When you get right down to it though, there are the few big things that lead me to believe I do ‘have it all,’ regardless of whether or not I have it together, regardless of what other people think success is and regardless of whether or not others think, by definition, I have it all. Because again-who are you to say whether or not I have it all?
Is my family healthy? Yes. Is my family happy? Yes. Do we have a roof over our head and food to eat? Yes. These people are my world (including my husband’s family too). As long as I have them, I have it all.
I think this is where it gets dicey for some people. Most everyone would include family in their having it all (I would assume). By nature, I am a terrible Stay at Home Mom. Just terrible. It’s not for me. It is for some, and that’s just awesome for them. (that could be their having it all). I love that my work is my dream. Having my store and doing what I love is amazing. I can’t tell you how good it feels to wake up in the morning knowing that I get to head to work and love it. On top of that, to have a husband and family and friends that support me and help me live my dream is the best feeling.
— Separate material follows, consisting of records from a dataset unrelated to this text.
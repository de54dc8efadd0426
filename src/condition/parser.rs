// SPDX-License-Identifier: MIT

//! Recursive-descent parser
//!
//! ```text
//! Expr       := Comparison ( LogicalOp Expr )?
//! Comparison := Operand CompareOp Operand
//! Operand    := Identifier ( ':' TypeName )?  |  StringLiteral  |  NumberLiteral
//! ```
//!
//! Connectives chain by right recursion only: `a || b && c` is `a || (b && c)`.
//! There is no precedence between `&&` and `||` and no grouping syntax.

use super::ast::{CompareOp, Expr, LogicalOp};
use super::lexer::{tokenize, Token};
use crate::error::{ExprError, Result};
use crate::value::{Type, Value, Variable};

static EOF: Token = Token::Eof;

/// Compile predicate source into an expression tree.
/// Empty (or all-whitespace) source compiles to the always-true literal.
pub fn parse(source: &str) -> Result<Expr> {
    if source.trim().is_empty() {
        return Ok(Expr::Literal(true));
    }

    match compile(source) {
        Ok(expr) => {
            log::debug!("compiled predicate: {}", expr);
            Ok(expr)
        }
        Err(e) => {
            log::debug!("failed to compile predicate '{}': {}", source, e);
            Err(e)
        }
    }
}

fn compile(source: &str) -> Result<Expr> {
    let mut parser = Parser::new(tokenize(source)?);
    let expr = parser.expression()?;
    match parser.peek() {
        Token::Eof => Ok(expr),
        token => Err(ExprError::malformed(format!("unexpected trailing input: {}", token))),
    }
}

struct Parser {
    tokens: Vec<Token>,
    pos: usize,
}

impl Parser {
    fn new(tokens: Vec<Token>) -> Self {
        Self { tokens, pos: 0 }
    }

    fn peek(&self) -> &Token {
        self.tokens.get(self.pos).unwrap_or(&EOF)
    }

    fn advance(&mut self) -> Token {
        let token = self.peek().clone();
        if self.pos < self.tokens.len() {
            self.pos += 1;
        }
        token
    }

    fn expression(&mut self) -> Result<Expr> {
        let left = self.comparison()?;

        let op = match self.peek() {
            Token::Symbol(s) if s.starts_with('&') || s.starts_with('|') => {
                s.parse::<LogicalOp>().map_err(|_| {
                    ExprError::malformed(format!("expected logical operator, found {}", s))
                })?
            }
            _ => return Ok(left),
        };
        self.advance();

        let right = self.expression()?;
        Ok(Expr::logical(left, op, right))
    }

    fn comparison(&mut self) -> Result<Expr> {
        let left = self
            .operand()?
            .ok_or_else(|| ExprError::not_found(format!("left operand, found {}", self.peek())))?;

        let op = match self.advance() {
            Token::Symbol(s) => s
                .parse::<CompareOp>()
                .map_err(|_| ExprError::unsupported_operator(s))?,
            token => return Err(ExprError::unsupported_operator(token.to_string())),
        };

        let right = self
            .operand()?
            .ok_or_else(|| ExprError::not_found(format!("right operand, found {}", self.peek())))?;

        Ok(Expr::Binary { left, op, right })
    }

    /// Consume one operand, or nothing if the next token cannot start one
    fn operand(&mut self) -> Result<Option<Value>> {
        let value = match self.peek().clone() {
            Token::Ident(name) => {
                self.advance();
                if *self.peek() == Token::Colon {
                    self.advance();
                    match self.advance() {
                        Token::Ident(type_name) => {
                            Value::Variable(Variable::typed(name, Type::from_keyword(&type_name)))
                        }
                        token => {
                            return Err(ExprError::malformed(format!(
                                "expected type name after '{}:', found {}",
                                name, token
                            )))
                        }
                    }
                } else {
                    Value::Variable(Variable::new(name))
                }
            }
            Token::Text(s) => {
                self.advance();
                Value::Text(s)
            }
            Token::Timestamp(t) => {
                self.advance();
                Value::Timestamp(t)
            }
            Token::Number(n) => {
                self.advance();
                Value::Number(n)
            }
            _ => return Ok(None),
        };
        Ok(Some(value))
    }
}
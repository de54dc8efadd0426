// SPDX-License-Identifier: MIT

//! Predicate compilation and evaluation
//!
//! Predicates are flat comparison chains like:
//! - `v0 == "world"`
//! - `n0 >= 1.0`
//! - `s0:integer >= 1 && name ^= "svc-"`

mod ast;
mod evaluator;
mod lexer;
mod parser;

pub use ast::{CompareOp, Expr, LogicalOp};
pub use evaluator::{compare, evaluate};
pub use lexer::{tokenize, Token};
pub use parser::parse;
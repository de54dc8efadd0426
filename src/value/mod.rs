// SPDX-License-Identifier: MIT

//! Runtime value model
//!
//! A [`Value`] is one of a closed set of variants. Comparison predicates are
//! only defined between two values of the same concrete variant; anything
//! else answers "not equal", "not less" and "no match" without failing.
//! [`Value::Absent`] propagates incomparability through evaluation.

mod cast;
mod types;

pub use cast::{format_general, format_timestamp, parse_timestamp, TIMESTAMP_LAYOUT};
pub use types::Type;

use chrono::{DateTime, SecondsFormat, Utc};
use std::borrow::Cow;

use crate::config::EvalOptions;
use crate::env::Environment;

/// A runtime value
#[derive(Debug, Clone, PartialEq)]
pub enum Value {
    /// No such value, or incomparable
    Absent,
    Number(f64),
    Text(String),
    Timestamp(DateTime<Utc>),
    /// Deferred reference, resolved against an [`Environment`]
    Variable(Variable),
}

/// A named reference with an optional declared target type
#[derive(Debug, Clone, PartialEq, Eq)]
pub struct Variable {
    name: String,
    dtype: Type,
}

impl Variable {
    /// Create a variable that resolves to its bound value's natural type
    pub fn new(name: impl Into<String>) -> Self {
        Self::typed(name, Type::Default)
    }

    /// Create a variable whose resolved value is cast to `dtype`
    pub fn typed(name: impl Into<String>, dtype: Type) -> Self {
        Self {
            name: name.into(),
            dtype,
        }
    }

    /// Name looked up in the environment
    pub fn name(&self) -> &str {
        &self.name
    }

    /// Type from the `:type` suffix, `Default` when there was none
    pub fn declared_type(&self) -> Type {
        self.dtype
    }

    /// Resolve against `env`, applying the declared cast if one was requested.
    /// The variable itself is never modified.
    pub fn resolve<'a>(&self, env: &'a Environment, options: &EvalOptions) -> Cow<'a, Value> {
        let value = env.lookup(&self.name);
        match self.dtype {
            Type::Default => Cow::Borrowed(value),
            dtype => Cow::Owned(value.cast_with(dtype, options)),
        }
    }
}

impl Value {
    /// Shorthand for `Value::Text`
    pub fn text(s: impl Into<String>) -> Self {
        Value::Text(s.into())
    }

    /// Untyped variable reference
    pub fn variable(name: impl Into<String>) -> Self {
        Value::Variable(Variable::new(name))
    }

    /// Variant tag. For a variable this is its declared type.
    pub fn value_type(&self) -> Type {
        match self {
            Value::Absent => Type::Null,
            Value::Number(_) => Type::Number,
            Value::Text(_) => Type::Varchar,
            Value::Timestamp(_) => Type::Datetime,
            Value::Variable(var) => var.dtype,
        }
    }

    /// True when both values are the same concrete variant
    pub fn is_comparable(&self, other: &Value) -> bool {
        matches!(
            (self, other),
            (Value::Number(_), Value::Number(_))
                | (Value::Text(_), Value::Text(_))
                | (Value::Timestamp(_), Value::Timestamp(_))
        )
    }

    /// Same variant and same payload. Absent never equals anything.
    pub fn equal(&self, other: &Value) -> bool {
        match (self, other) {
            (Value::Number(a), Value::Number(b)) => a == b,
            (Value::Text(a), Value::Text(b)) => a == b,
            (Value::Timestamp(a), Value::Timestamp(b)) => a == b,
            _ => false,
        }
    }

    /// Strict ordering: numeric, lexicographic or chronological
    pub fn less(&self, other: &Value) -> bool {
        match (self, other) {
            (Value::Number(a), Value::Number(b)) => a < b,
            (Value::Text(a), Value::Text(b)) => a < b,
            (Value::Timestamp(a), Value::Timestamp(b)) => a < b,
            _ => false,
        }
    }

    /// Fuzzy match. Numbers match when `floor(self) == other`, text when
    /// `other` is a substring of `self`. Timestamps never match.
    pub fn almost(&self, other: &Value) -> bool {
        match (self, other) {
            (Value::Number(a), Value::Number(b)) => a.floor() == *b,
            (Value::Text(a), Value::Text(b)) => a.contains(b.as_str()),
            _ => false,
        }
    }

    /// Prefix test for text; greater-or-equal for numbers and timestamps
    pub fn starts_with(&self, other: &Value) -> bool {
        match (self, other) {
            (Value::Text(a), Value::Text(b)) => a.starts_with(b.as_str()),
            (Value::Number(_), Value::Number(_)) | (Value::Timestamp(_), Value::Timestamp(_)) => {
                self.equal(other) || !self.less(other)
            }
            _ => false,
        }
    }

    /// Suffix test for text; less-or-equal for numbers and timestamps
    pub fn ends_with(&self, other: &Value) -> bool {
        match (self, other) {
            (Value::Text(a), Value::Text(b)) => a.ends_with(b.as_str()),
            (Value::Number(_), Value::Number(_)) | (Value::Timestamp(_), Value::Timestamp(_)) => {
                self.equal(other) || self.less(other)
            }
            _ => false,
        }
    }

    /// Resolve against `env`. Concrete values resolve to themselves.
    pub fn lookup<'a>(&'a self, env: &'a Environment) -> Cow<'a, Value> {
        self.lookup_with(env, &EvalOptions::default())
    }

    /// Like [`Value::lookup`], with explicit options for declared casts
    pub fn lookup_with<'a>(
        &'a self,
        env: &'a Environment,
        options: &EvalOptions,
    ) -> Cow<'a, Value> {
        match self {
            Value::Variable(var) => var.resolve(env, options),
            _ => Cow::Borrowed(self),
        }
    }

    /// Convert to `target`. Unsupported conversions, and anything involving
    /// `Absent` or an unresolved variable, yield `Absent`.
    pub fn cast(&self, target: Type) -> Value {
        self.cast_with(target, &EvalOptions::default())
    }

    /// Like [`Value::cast`], with explicit options
    pub fn cast_with(&self, target: Type, options: &EvalOptions) -> Value {
        cast::cast(self, target, options)
    }
}

impl std::fmt::Display for Value {
    fn fmt(&self, f: &mut std::fmt::Formatter<'_>) -> std::fmt::Result {
        match self {
            Value::Absent => write!(f, "invalid"),
            Value::Number(n) => write!(f, "{}", n),
            Value::Text(s) => write!(f, "{}", s),
            Value::Timestamp(t) => write!(f, "{}", t.to_rfc3339_opts(SecondsFormat::AutoSi, true)),
            Value::Variable(var) => write!(f, "{}", var.name),
        }
    }
}

impl From<f64> for Value {
    fn from(n: f64) -> Self {
        Value::Number(n)
    }
}

impl From<&str> for Value {
    fn from(s: &str) -> Self {
        Value::Text(s.to_string())
    }
}

impl From<String> for Value {
    fn from(s: String) -> Self {
        Value::Text(s)
    }
}

impl From<DateTime<Utc>> for Value {
    fn from(t: DateTime<Utc>) -> Self {
        Value::Timestamp(t)
    }
}
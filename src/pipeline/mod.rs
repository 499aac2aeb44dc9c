//! Row ingestion and block flow control.
//!
//! Rows are pulled from a [`RowSource`] by a producer thread, batched into
//! blocks by the [`BlockAssembler`], and handed to the connection, where the
//! [`BlockTransmitter`] writes them out as the transport allows.
//!
//! # Backpressure
//!
//! Credit travels upstream, data downstream. The transmitter starts by
//! requesting [`PREFETCH`] blocks and asks for one more each time a data block
//! is confirmed written. The assembler turns block credit into row credit, and
//! the source is never polled without row credit left. A transport that stops
//! being writable therefore stalls the whole chain within `PREFETCH` blocks,
//! without dropping any of them.
//!
//! # Cancellation
//!
//! `transmitter.cancel()` cancels the producer subscription, which cancels the
//! assembler and then the source. Queued blocks and pending column buffers are
//! dropped exactly once.
mod assembler;
mod flow;
mod producer;
mod source;
mod transmitter;

pub use assembler::{AssemblerState, BLOCK_ROWS, BlockAssembler};
pub use flow::{Demand, FlowError, Signal, Subscription};
pub use producer::{ProducerSubscription, spawn_producer};
pub use source::{IterSource, RowSource};
pub use transmitter::{BlockSink, BlockTransmitter, PREFETCH, TransmitterState, WriteStatus};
Blogging is also pretty amazing and the opportunities that come from it (being a part of the Lucky Mag community along with other great bloggers and working with Neutrogena are just a few of the great opps. Also the friends I’ve made are pretty great). What started out as just a hobby has turned into a small business for me- something so much greater than I ever thought possible (although this is what I struggle with sometimes…comparing to other bloggers and ‘the grass is always greener’ mentality). I have a family and get to doubly (I know its not a word) do what I love- my store and my blog.
My home is also pretty awesome. Knowing I live in a home that my husband and his family help build makes me proud. It’s messy and unorganized most of the time, but it’s lived in. Chances are, you will always find dog hair on the floor (damn you, Rocco), a dirty dish or five in the sink, leftovers in the fridge that needed to be thrown out a week ago, and clothes in the washer that have been washed three times because we forget to put them in the dryer, but it is lived in. It is part of my all.
At the end of the day if I were to do inventory and I had all of those things, I would say that I have it all. Putting aside all of the petty ‘I wish, I want, if only I had…” I have it all. My own version of having it all. I would bet money that your ‘having it all’ doesn’t look like that does it? Nope. Probably not. For some, it could be the chance to be a Stay at Home Mom. Other’s it could be strictly work related because they don’t want children or a family! So why oh why must people etch in stone what ‘having it all’ is for everyone, especially women?
What’s your ‘having it all?’ I’d love to hear, because I know, in our own eyes we do have it all if we really think about it.